■ **WHAT THIS TASK INVOLVES**
Set the following entries down again exactly, line by line.

(GIVEN RECORDS begins)

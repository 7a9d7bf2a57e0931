//! Node configuration
//!
//! Defines all configurable parameters for a node including step pacing,
//! job sizing, and the device the node contributes.

use std::time::Duration;

/// Node configuration
///
/// All timings are configurable so tests can run under tokio's paused clock
/// and demos can be sped up.
#[derive(Debug, Clone)]
pub struct NodeConfig {
    /// Catalog name of the device this node contributes
    pub device: String,

    /// Steps each job is decomposed into
    pub steps_per_job: u32,

    /// Pacing delay between steps on a baseline (speed 1.0) device
    ///
    /// The effective delay is divided by the device's relative speed.
    pub base_step_delay: Duration,

    /// How long the completion celebration stays up before auto-clearing
    pub celebrate_duration: Duration,

    /// Seed for job selection and simulated metrics; None draws from entropy
    pub seed: Option<u64>,

    /// URL appended to the share string
    pub share_url: String,
}

impl NodeConfig {
    /// Creates a new configuration with defaults for the given device
    pub fn new(device: String) -> Self {
        Self {
            device,
            steps_per_job: 12,
            base_step_delay: Duration::from_millis(600),
            celebrate_duration: Duration::from_secs(2),
            seed: None,
            share_url: "https://playground.gensyn.ai".to_string(),
        }
    }

    /// Creates configuration from environment variables
    ///
    /// Recognized environment variables (all optional):
    /// - GENSIM_DEVICE (default: first catalog device)
    /// - GENSIM_STEPS_PER_JOB (default: 12)
    /// - GENSIM_STEP_DELAY_MS (default: 600)
    /// - GENSIM_CELEBRATE_MS (default: 2000)
    /// - GENSIM_SEED (default: unset, entropy)
    /// - GENSIM_SHARE_URL
    pub fn from_env() -> anyhow::Result<Self> {
        let device = std::env::var("GENSIM_DEVICE")
            .unwrap_or_else(|_| gensim_core::catalog::default_device().name);

        let mut config = Self::new(device);

        if let Some(steps) = std::env::var("GENSIM_STEPS_PER_JOB")
            .ok()
            .and_then(|s| s.parse::<u32>().ok())
        {
            config.steps_per_job = steps;
        }

        if let Some(delay) = std::env::var("GENSIM_STEP_DELAY_MS")
            .ok()
            .and_then(|s| s.parse::<u64>().ok())
        {
            config.base_step_delay = Duration::from_millis(delay);
        }

        if let Some(celebrate) = std::env::var("GENSIM_CELEBRATE_MS")
            .ok()
            .and_then(|s| s.parse::<u64>().ok())
        {
            config.celebrate_duration = Duration::from_millis(celebrate);
        }

        config.seed = std::env::var("GENSIM_SEED")
            .ok()
            .and_then(|s| s.parse::<u64>().ok());

        if let Ok(url) = std::env::var("GENSIM_SHARE_URL") {
            config.share_url = url;
        }

        Ok(config)
    }

    /// Pins the random seed for deterministic runs
    pub fn with_seed(mut self, seed: u64) -> Self {
        self.seed = Some(seed);
        self
    }

    /// Overrides the baseline pacing delay
    pub fn with_step_delay(mut self, delay: Duration) -> Self {
        self.base_step_delay = delay;
        self
    }

    /// Validates the configuration
    pub fn validate(&self) -> anyhow::Result<()> {
        if self.device.is_empty() {
            anyhow::bail!("device cannot be empty");
        }

        if gensim_core::catalog::device_by_name(&self.device).is_none() {
            anyhow::bail!("device '{}' is not in the catalog", self.device);
        }

        if self.steps_per_job == 0 {
            anyhow::bail!("steps_per_job must be greater than 0");
        }

        if self.base_step_delay.is_zero() {
            anyhow::bail!("base_step_delay must be greater than 0");
        }

        if self.share_url.is_empty() {
            anyhow::bail!("share_url cannot be empty");
        }

        Ok(())
    }
}

impl Default for NodeConfig {
    fn default() -> Self {
        Self::new(gensim_core::catalog::default_device().name)
    }
}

(GIVEN RECORDS ends)

■ **OUTPUT OF THE EXERCISE**
repository 7a9d7bf2a57e0931
//! Node configuration
//!
//! Defines all configurable parameters for a node including step pacing,
//! job sizing, and the device the node contributes.

use std::time::Duration;

/// Node configuration
///
/// All timings are configurable so tests can run under tokio's paused clock
/// and demos can be sped up.
#[derive(Debug, Clone)]
pub struct NodeConfig {
    /// Catalog name of the device this node contributes
    pub device: String,

    /// Steps each job is decomposed into
    pub steps_per_job: u32,

    /// Pacing delay between steps on a baseline (speed 1.0) device
    ///
    /// The effective delay is divided by the device's relative speed.
    pub base_step_delay: Duration,

    /// How long the completion celebration stays up before auto-clearing
    pub celebrate_duration: Duration,

    /// Seed for job selection and simulated metrics; None draws from entropy
    pub seed: Option<u64>,

    /// URL appended to the share string
    pub share_url: String,
}

impl NodeConfig {
    /// Creates a new configuration with defaults for the given device
    pub fn new(device: String) -> Self {
        Self {
            device,
            steps_per_job: 12,
            base_step_delay: Duration::from_millis(600),
            celebrate_duration: Duration::from_secs(2),
            seed: None,
            share_url: "https://playground.gensyn.ai".to_string(),
        }
    }

    /// Creates configuration from environment variables
    ///
    /// Recognized environment variables (all optional):
    /// - GENSIM_DEVICE (default: first catalog device)
    /// - GENSIM_STEPS_PER_JOB (default: 12)
    /// - GENSIM_STEP_DELAY_MS (default: 600)
    /// - GENSIM_CELEBRATE_MS (default: 2000)
    /// - GENSIM_SEED (default: unset, entropy)
    /// - GENSIM_SHARE_URL
    pub fn from_env() -> anyhow::Result<Self> {
        let device = std::env::var("GENSIM_DEVICE")
            .unwrap_or_else(|_| gensim_core::catalog::default_device().name);

        let mut config = Self::new(device);

        if let Some(steps) = std::env::var("GENSIM_STEPS_PER_JOB")
            .ok()
            .and_then(|s| s.parse::<u32>().ok())
        {
            config.steps_per_job = steps;
        }

        if let Some(delay) = std::env::var("GENSIM_STEP_DELAY_MS")
            .ok()
            .and_then(|s| s.parse::<u64>().ok())
        {
            config.base_step_delay = Duration::from_millis(delay);
        }

        if let Some(celebrate) = std::env::var("GENSIM_CELEBRATE_MS")
            .ok()
            .and_then(|s| s.parse::<u64>().ok())
        {
            config.celebrate_duration = Duration::from_millis(celebrate);
        }

        config.seed = std::env::var("GENSIM_SEED")
            .ok()
            .and_then(|s| s.parse::<u64>().ok());

        if let Ok(url) = std::env::var("GENSIM_SHARE_URL") {
            config.share_url = url;
        }

        Ok(config)
    }

    /// Pins the random seed for deterministic runs
    pub fn with_seed(mut self, seed: u64) -> Self {
        self.seed = Some(seed);
        self
    }

    /// Overrides the baseline pacing delay
    pub fn with_step_delay(mut self, delay: Duration) -> Self {
        self.base_step_delay = delay;
        self
    }

    /// Validates the configuration
    pub fn validate(&self) -> anyhow::Result<()> {
        if self.device.is_empty() {
            anyhow::bail!("device cannot be empty");
        }

        if gensim_core::catalog::device_by_name(&self.device).is_none() {
            anyhow::bail!("device '{}' is not in the catalog", self.device);
        }

        if self.steps_per_job == 0 {
            anyhow::bail!("steps_per_job must be greater than 0");
        }

        if self.base_step_delay.is_zero() {
            anyhow::bail!("base_step_delay must be greater than 0");
        }

        if self.share_url.is_empty() {
            anyhow::bail!("share_url cannot be empty");
        }

        Ok(())
    }
}

impl Default for NodeConfig {
    fn default() -> Self {
        Self::new(gensim_core::catalog::default_device().name)
    }
}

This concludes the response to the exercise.